I should preface this by stating I have personally not done this before. I suspect there are many here who have and can provide more details than myself. A while back we had a project that required an arched moulding. We used several templates of the arch attached to our board stock to cut the profile. 

I think you need to start by not looking at this as a traditional crown moulding with a spring angle and such but as a flat arched moulding you can apply to the face or top of your furniture. In other words your board stock will need to be thick enough to provide the look of springing forward off the face of the cabinet. I would suggest you make a template of the shape you want the top moulding to be. Then lay up and cut out your board stock so it is the same shape as the template. Next I would make a template of the negative top arch or shape and attach the top of your now shaped board stock to it so the face of the stock and template are flush. This gives the router a surface to ride on and a surface to attach multiple other guide templates to. I would then begin working the face of the stock with my router, multiple negative templates for the router to use as a guide, and multiple bits to shape it similar to a crown moulding. 

There may be a much better way to do this. I am sure there are machines that could make such a moulding.
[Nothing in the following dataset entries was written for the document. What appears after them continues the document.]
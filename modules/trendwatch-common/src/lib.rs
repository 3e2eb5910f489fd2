pub mod config;
pub mod scenarios;
pub mod services;
pub mod types;

pub use config::AppConfig;
pub use scenarios::{scenario_names, seeds_for};
pub use services::services_for;
pub use types::*;
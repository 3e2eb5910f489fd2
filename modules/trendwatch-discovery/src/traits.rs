// Trait abstractions for discovery dependencies.
//
// TrendSource — the external trend signal behind one seam; the production
//   impl is an adapter over GtrendsClient.
// SnapshotStore — append-only snapshot persistence (postgres in production,
//   in-memory for tests).
// Sleeper / Clock — injected time, so tests run with zero real delay and
//   assert attempt counts deterministically.

use std::collections::HashMap;
use std::time::Duration;

use anyhow::Result;
use async_trait::async_trait;
use chrono::{DateTime, Utc};

use gtrends_client::{GtrendsClient, RelatedQueries};
use trendwatch_common::DiscoverySnapshot;

// ---------------------------------------------------------------------------
// TrendSource
// ---------------------------------------------------------------------------

#[async_trait]
pub trait TrendSource: Send + Sync {
    /// Interest-over-time series for a batch of ≤5 terms. Terms the source
    /// has no data for may be absent from the map or carry an empty series.
    async fn interest_over_time(
        &self,
        terms: &[String],
        geo: &str,
        timeframe: &str,
    ) -> gtrends_client::Result<HashMap<String, Vec<f64>>>;

    /// Related-queries listings ("top" and "rising") for a batch of ≤5
    /// terms, keyed by source term.
    async fn related_queries(
        &self,
        terms: &[String],
        geo: &str,
        timeframe: &str,
    ) -> gtrends_client::Result<HashMap<String, RelatedQueries>>;
}

#[async_trait]
impl TrendSource for GtrendsClient {
    async fn interest_over_time(
        &self,
        terms: &[String],
        geo: &str,
        timeframe: &str,
    ) -> gtrends_client::Result<HashMap<String, Vec<f64>>> {
        self.interest_over_time(terms, geo, timeframe).await
    }

    async fn related_queries(
        &self,
        terms: &[String],
        geo: &str,
        timeframe: &str,
    ) -> gtrends_client::Result<HashMap<String, RelatedQueries>> {
        self.related_queries(terms, geo, timeframe).await
    }
}

// ---------------------------------------------------------------------------
// SnapshotStore
// ---------------------------------------------------------------------------

#[async_trait]
pub trait SnapshotStore: Send + Sync {
    /// Append one snapshot row. Rows are never updated or deleted.
    async fn insert(&self, snapshot: &DiscoverySnapshot) -> Result<()>;

    /// The most recent row for (scenario, geo) with `created_at` no older
    /// than `cutoff`.
    async fn latest_since(
        &self,
        scenario: &str,
        geo: &str,
        cutoff: DateTime<Utc>,
    ) -> Result<Option<DiscoverySnapshot>>;
}

// ---------------------------------------------------------------------------
// Sleeper / Clock
// ---------------------------------------------------------------------------

#[async_trait]
pub trait Sleeper: Send + Sync {
    async fn sleep(&self, duration: Duration);
}

/// Tokio-backed sleeper. Dropping the in-flight future cancels the wait,
/// so a request timeout aborts a discovery mid-pause.
pub struct TokioSleeper;

#[async_trait]
impl Sleeper for TokioSleeper {
    async fn sleep(&self, duration: Duration) {
        tokio::time::sleep(duration).await;
    }
}

pub trait Clock: Send + Sync {
    fn now(&self) -> DateTime<Utc>;
}

pub struct SystemClock;

impl Clock for SystemClock {
    fn now(&self) -> DateTime<Utc> {
        Utc::now()
    }
}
If I could turn my crown profile sharper bit on an angle and not have the base or table obstruct the cutting of the profile there would be a way to use it. I cant see any way to do this with the tools I have. 

I am interested in what others have done.


----------



## chubby190 (Sep 20, 2007)

Thanks Dansbell, that's actually what I was trying to avoid. I'm sorta' a perfectionist when it comes to detail work, so I like to have fences and edges to reference off of. I may have to resort to working it down with several bits and passes.


----------



## cabinetman (Jul 5, 2007)

Not too difficult with excellent results. Read this thread and scroll down to where I describe how I made the curved moulding. This procedure was to curve the moulding on a horizontal plane in the manner by which it was cut. If you cut the moulding horizontally instead of vertically, it will stack back up on a vertical plane as one completed profile. You can stack up several and achieve a combined look .


----------



## chubby190 (Sep 20, 2007)

Thanks cabinetman. I had actually read that thread, I found this through google, your thread popped up. 

My problem (other than inexperience) is that I am going for a spring forward look in the molding. It's going to angle away from it's base at 45 deg. 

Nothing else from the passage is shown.